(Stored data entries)
//! Per-frame camera snapshot handed to the photo layer.
use glam::{Mat4, Vec3};

/// Pixel dimensions of a canvas or element.
#[derive(Debug, Clone, Copy, PartialEq, Eq, Default)]
pub struct Size {
    pub width: u32,
    pub height: u32,
}

impl Size {
    pub const fn new(width: u32, height: u32) -> Self {
        Self { width, height }
    }

    pub const fn is_empty(&self) -> bool {
        self.width == 0 || self.height == 0
    }
}

/// Axis-aligned rectangle in image pixels, origin at the top-left corner.
#[derive(Debug, Clone, Copy, PartialEq, Default, serde::Deserialize)]
pub struct Rect {
    pub x: f32,
    pub y: f32,
    pub width: f32,
    pub height: f32,
}

impl Rect {
    pub const fn new(x: f32, y: f32, width: f32, height: f32) -> Self {
        Self {
            x,
            y,
            width,
            height,
        }
    }

    /// The crop clamped to an image of `width` x `height`; `None` if nothing is left.
    pub fn clamped_to(&self, width: u32, height: u32) -> Option<Self> {
        let (w, h) = (width as f32, height as f32);
        let x0 = self.x.clamp(0.0, w);
        let y0 = self.y.clamp(0.0, h);
        let x1 = (self.x + self.width).clamp(0.0, w);
        let y1 = (self.y + self.height).clamp(0.0, h);
        (x1 > x0 && y1 > y0).then(|| Self::new(x0, y0, x1 - x0, y1 - y0))
    }
}

/// Immutable description of how the canvas looks at the photo.
///
/// Replaced wholesale whenever anything changes; equality decides whether the
/// layer has to push new transforms.
#[derive(Debug, Clone, PartialEq)]
pub struct CameraMetrics {
    pub canvas_size: Size,
    pub projection: Mat4,
    pub camera: Mat4,
    pub crop: Option<Rect>,
}

impl CameraMetrics {
    /// Letterboxed fit of a `texture_width` x `texture_height` image, or of its
    /// `crop` region, into `canvas_size`.
    ///
    /// World space is texture pixels with y pointing up, which is why the layer
    /// binds textures with `flip_y`.
    pub fn fit(
        canvas_size: Size,
        texture_width: u32,
        texture_height: u32,
        crop: Option<Rect>,
    ) -> Self {
        let crop = crop.and_then(|c| c.clamped_to(texture_width, texture_height));
        let content = crop.unwrap_or(Rect::new(
            0.0,
            0.0,
            texture_width as f32,
            texture_height as f32,
        ));
        let cw = canvas_size.width.max(1) as f32;
        let ch = canvas_size.height.max(1) as f32;
        let scale = (cw / content.width.max(1.0)).min(ch / content.height.max(1.0));

        // content centre in y-up world coordinates
        let cx = content.x + content.width / 2.0;
        let cy = texture_height as f32 - (content.y + content.height / 2.0);

        let camera = Mat4::from_translation(Vec3::new(cw / 2.0, ch / 2.0, 0.0))
            * Mat4::from_scale(Vec3::new(scale, scale, 1.0))
            * Mat4::from_translation(Vec3::new(-cx, -cy, 0.0));
        let projection = Mat4::orthographic_rh(0.0, cw, 0.0, ch, -1.0, 1.0);

        Self {
            canvas_size,
            projection,
            camera,
            crop,
        }
    }
}

#[cfg(test)]
mod tests {
    use super::*;
    use glam::Vec4;

    fn to_ndc(m: &CameraMetrics, x: f32, y: f32) -> (f32, f32) {
        let p = m.projection * m.camera * Vec4::new(x, y, 0.0, 1.0);
        (p.x / p.w, p.y / p.w)
    }

    fn close(a: (f32, f32), b: (f32, f32)) -> bool {
        (a.0 - b.0).abs() < 1e-4 && (a.1 - b.1).abs() < 1e-4
    }

    #[test]
    fn wide_image_fills_width() {
        let m = CameraMetrics::fit(Size::new(800, 600), 1600, 800, None);
        assert!(close(to_ndc(&m, 0.0, 0.0), (-1.0, -2.0 / 3.0)));
        assert!(close(to_ndc(&m, 1600.0, 800.0), (1.0, 2.0 / 3.0)));
        assert!(close(to_ndc(&m, 800.0, 400.0), (0.0, 0.0)));
    }

    #[test]
    fn crop_region_is_centred() {
        let crop = Rect::new(0.0, 0.0, 100.0, 100.0);
        let m = CameraMetrics::fit(Size::new(100, 100), 200, 200, Some(crop));
        // top-left quadrant of the image sits at y-up world (0..100, 100..200)
        assert!(close(to_ndc(&m, 0.0, 200.0), (-1.0, 1.0)));
        assert!(close(to_ndc(&m, 100.0, 100.0), (1.0, -1.0)));
        assert_eq!(m.crop, Some(crop));
    }

    #[test]
    fn crop_outside_the_image_is_dropped() {
        let crop = Rect::new(500.0, 500.0, 10.0, 10.0);
        let m = CameraMetrics::fit(Size::new(100, 100), 200, 200, Some(crop));
        assert_eq!(m.crop, None);
    }

    #[test]
    fn clamps_partial_crops() {
        let crop = Rect::new(-10.0, 50.0, 100.0, 500.0);
        assert_eq!(
            crop.clamped_to(200, 200),
            Some(Rect::new(0.0, 50.0, 90.0, 150.0))
        );
    }
}
use thiserror::Error;

/// Why a texture could not be produced for a key.
///
/// Failures are sticky: the cache keeps returning the same error for a key
/// until the entry is evicted or invalidated.
#[derive(Debug, Clone, PartialEq, Eq, Error)]
pub enum TextureError {
    /// The image source has nothing stored under the key.
    #[error("image not found: {0}")]
    NotFound(String),

    /// The bytes were read but could not be decoded.
    #[error("failed to decode image: {0}")]
    DecodeFailure(String),

    /// The container format is not one the decoder understands.
    #[error("unsupported image format: {0}")]
    UnsupportedFormat(String),

    /// The GPU refused the decoded pixels.
    #[error("failed to upload texture: {0}")]
    UploadFailure(String),
}

impl TextureError {
    /// Stable kebab-case name of the failure class.
    pub fn kind(&self) -> &'static str {
        match self {
            Self::NotFound(_) => "not-found",
            Self::DecodeFailure(_) => "decode-failure",
            Self::UnsupportedFormat(_) => "unsupported-format",
            Self::UploadFailure(_) => "upload-failure",
        }
    }
}

/// Library error type for everything outside the per-texture path.
#[derive(Debug, Error)]
pub enum Error {
    /// The configured photo directory is missing or unreadable.
    #[error("invalid photo directory: {0}")]
    BadDir(String),

    /// The scan completed but found no images.
    #[error("no images found in {0}")]
    EmptyLibrary(String),

    /// GPU adapter, device or surface setup failed.
    #[error("gpu error: {0}")]
    Gpu(String),
}

#[cfg(test)]
mod tests {
    use super::*;

    #[test]
    fn kinds_are_kebab_case() {
        let cases = [
            (TextureError::NotFound("a".into()), "not-found"),
            (TextureError::DecodeFailure("b".into()), "decode-failure"),
            (TextureError::UnsupportedFormat("c".into()), "unsupported-format"),
            (TextureError::UploadFailure("d".into()), "upload-failure"),
        ];
        for (err, kind) in cases {
            assert_eq!(err.kind(), kind);
        }
    }
}
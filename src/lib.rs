//! Bounded GPU texture cache and render orchestration for a single-photo
//! viewing surface, plus a wgpu/winit backend and a timer-driven slideshow.
pub mod camera;
pub mod canvas;
pub mod config;
pub mod error;
pub mod events;
pub mod gpu;
pub mod library;
pub mod photo_layer;
pub mod source;
pub mod texture_cache;
pub mod viewer;
pub mod tasks {
    pub mod layer;
    pub mod slideshow;
}

pub use camera::{CameraMetrics, Rect, Size};
pub use canvas::{Canvas, CanvasElement};
pub use error::{Error, TextureError};
pub use events::{LayerNotification, LoadingState, TextureFetched, TextureSize};
pub use photo_layer::{ChannelObserver, LayerEvent, LayerObserver, LayerProps, PhotoLayer, RenderMode};
pub use source::{DecodedImage, FileSource, ImageKey, ImageSource, MemorySource};
pub use texture_cache::{CacheOptions, EntryState, InterestSet, Texture, TextureCache, TextureUploader};
//! Binary entrypoint: a timer-driven slideshow over a photo directory.
use std::path::PathBuf;
use std::time::Duration;

use anyhow::{Context, Result};
use clap::{ArgAction, Parser};
use tokio::sync::mpsc;
use tokio::task::JoinSet;
use tokio_util::sync::CancellationToken;
use tracing::{Level, info};
use tracing_subscriber::{EnvFilter, fmt};

use photo_layer::config::Configuration;
use photo_layer::events::Advance;
use photo_layer::library::{self, Playlist};
use photo_layer::{tasks, viewer};

#[derive(Debug, Parser)]
#[command(name = "photo-layer", version, about = "GPU photo slideshow")]
struct Cli {
    /// Path to YAML config file
    #[arg(value_name = "CONFIG", default_value = "config.yaml")]
    config: PathBuf,

    /// Override the time each photo stays on screen (e.g. "5s")
    #[arg(long, value_name = "DURATION", value_parser = humantime::parse_duration)]
    dwell: Option<Duration>,

    /// Print the playlist order and exit without opening a window
    #[arg(long)]
    dry_run: bool,

    /// Increase log verbosity (repeatable)
    #[arg(short = 'v', long = "verbose", action = ArgAction::Count)]
    verbose: u8,
}

fn init_tracing(verbosity: u8) -> Result<()> {
    let level = match verbosity {
        0 => Level::INFO,
        1 => Level::DEBUG,
        _ => Level::TRACE,
    };
    let filter = EnvFilter::from_default_env()
        .add_directive(format!("photo_layer={level}").parse()?)
        .add_directive("wgpu=warn".parse()?)
        .add_directive("winit=warn".parse()?);
    fmt().with_env_filter(filter).with_target(true).init();
    Ok(())
}

#[tokio::main]
async fn main() -> Result<()> {
    let cli = Cli::parse();
    init_tracing(cli.verbose)?;

    let mut cfg = Configuration::from_yaml_file(&cli.config)
        .with_context(|| format!("failed to load configuration from {}", cli.config.display()))?
        .validated()
        .context("invalid configuration values")?;
    if let Some(dwell) = cli.dwell {
        cfg.dwell = dwell;
        cfg = cfg.validated().context("invalid --dwell")?;
    }
    info!(config = %cli.config.display(), ?cfg, "loaded configuration");

    let keys = library::scan(&cfg.photo_library_path, cfg.startup_shuffle_seed)
        .context("failed to scan photo library")?;

    if cli.dry_run {
        println!("# {} photos under {}", keys.len(), cfg.photo_library_path.display());
        for key in &keys {
            println!("{key}");
        }
        return Ok(());
    }

    let playlist = Playlist::new(keys);
    let cancel = CancellationToken::new();

    {
        let cancel = cancel.clone();
        tokio::spawn(async move {
            if let Err(err) = tokio::signal::ctrl_c().await {
                tracing::warn!("ctrl-c handler failed: {err}");
                return;
            }
            info!("ctrl-c received; initiating shutdown");
            cancel.cancel();
        });
    }

    let (advance_tx, advance_rx) = mpsc::channel::<Advance>(4);
    let mut tasks = JoinSet::new();
    tasks.spawn({
        let cancel = cancel.clone();
        let dwell = cfg.dwell;
        async move {
            tasks::slideshow::run(dwell, advance_tx, cancel)
                .await
                .context("slideshow task failed")
        }
    });

    // winit needs the main thread; this returns when the window closes or
    // cancellation fires
    if let Err(e) = viewer::run_windowed(cfg, playlist, advance_rx, cancel.clone())
        .context("viewer failed")
    {
        tracing::error!("{e:?}");
    }
    cancel.cancel();

    while let Some(res) = tasks.join_next().await {
        match res {
            Ok(Ok(())) => {}
            Ok(Err(e)) => tracing::error!("task error: {e:?}"),
            Err(e) => tracing::error!("join error: {e}"),
        }
    }

    Ok(())
}
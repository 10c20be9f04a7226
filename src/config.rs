use std::num::NonZeroUsize;
use std::path::{Path, PathBuf};
use std::time::Duration;

use anyhow::{Context, Result, ensure};
use serde::Deserialize;

use crate::camera::Rect;
use crate::photo_layer::{DEFAULT_HIDE_DELAY, RenderMode};
use crate::texture_cache::CacheOptions;

#[derive(Debug, Clone, Deserialize)]
#[serde(rename_all = "kebab-case", default)]
pub struct Configuration {
    /// Root directory to scan recursively for images.
    pub photo_library_path: PathBuf,
    /// Upper bound on textures kept resident (current photo and neighbours).
    pub max_cache_size: NonZeroUsize,
    /// Maximum number of concurrent image decodes.
    pub loader_max_concurrent_decodes: usize,
    /// How long a photo that is not ready yet may leave the previous frame
    /// on screen before the canvas is hidden.
    #[serde(with = "humantime_serde")]
    pub hide_delay: Duration,
    /// Time each photo stays on screen.
    #[serde(with = "humantime_serde")]
    pub dwell: Duration,
    /// Optional cap on texture sides, applied below the GPU limit.
    pub max_texture_dimension: Option<u32>,
    /// Optional deterministic seed for the initial photo shuffle.
    pub startup_shuffle_seed: Option<u64>,
    pub mode: RenderMode,
    /// Crop applied to every photo in `view` mode, in image pixels.
    pub crop: Option<Rect>,
    pub fullscreen: bool,
}

impl Configuration {
    pub fn from_yaml_file(path: impl AsRef<Path>) -> Result<Self> {
        let path = path.as_ref();
        let s = std::fs::read_to_string(path)
            .with_context(|| format!("failed to read config file {}", path.display()))?;
        serde_yaml::from_str(&s).with_context(|| format!("failed to parse {}", path.display()))
    }

    /// Validate runtime invariants that cannot be expressed via serde defaults alone.
    pub fn validated(self) -> Result<Self> {
        ensure!(
            !self.photo_library_path.as_os_str().is_empty(),
            "photo-library-path is required"
        );
        ensure!(
            self.loader_max_concurrent_decodes > 0,
            "loader-max-concurrent-decodes must be greater than zero"
        );
        ensure!(!self.dwell.is_zero(), "dwell must be greater than zero");
        if let Some(max) = self.max_texture_dimension {
            ensure!(max > 0, "max-texture-dimension must be greater than zero");
        }
        if let Some(crop) = &self.crop {
            ensure!(
                crop.width > 0.0 && crop.height > 0.0,
                "crop width and height must be positive"
            );
        }
        Ok(self)
    }

    pub fn cache_options(&self) -> CacheOptions {
        CacheOptions {
            max_cache_size: self.max_cache_size,
            max_concurrent_decodes: self.loader_max_concurrent_decodes,
            max_dimension: self.max_texture_dimension,
            waker: None,
        }
    }
}

impl Default for Configuration {
    fn default() -> Self {
        let cache = CacheOptions::default();
        Self {
            photo_library_path: PathBuf::new(),
            max_cache_size: cache.max_cache_size,
            loader_max_concurrent_decodes: cache.max_concurrent_decodes,
            hide_delay: DEFAULT_HIDE_DELAY,
            dwell: Duration::from_secs(8),
            max_texture_dimension: None,
            startup_shuffle_seed: None,
            mode: RenderMode::View,
            crop: None,
            fullscreen: false,
        }
    }
}
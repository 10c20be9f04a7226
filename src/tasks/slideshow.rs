use std::time::Duration;

use anyhow::Result;
use tokio::select;
use tokio::sync::mpsc::Sender;
use tokio::time::{self, MissedTickBehavior};
use tokio_util::sync::CancellationToken;
use tracing::{debug, info};

use crate::events::Advance;

/// Emits [`Advance`] every `dwell` until cancelled or the receiver is gone.
pub async fn run(dwell: Duration, to_viewer: Sender<Advance>, cancel: CancellationToken) -> Result<()> {
    let mut ticks = time::interval_at(time::Instant::now() + dwell, dwell);
    ticks.set_missed_tick_behavior(MissedTickBehavior::Delay);
    loop {
        select! {
            _ = cancel.cancelled() => {
                info!("cancel received; exiting slideshow task");
                break;
            }
            _ = ticks.tick() => {
                debug!(dwell = ?dwell, "advance");
                if to_viewer.send(Advance).await.is_err() {
                    debug!("viewer gone; exiting slideshow task");
                    break;
                }
            }
        }
    }
    Ok(())
}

- _Activity_: Lines above containing "greater": give their number only.

- _Reply_: 3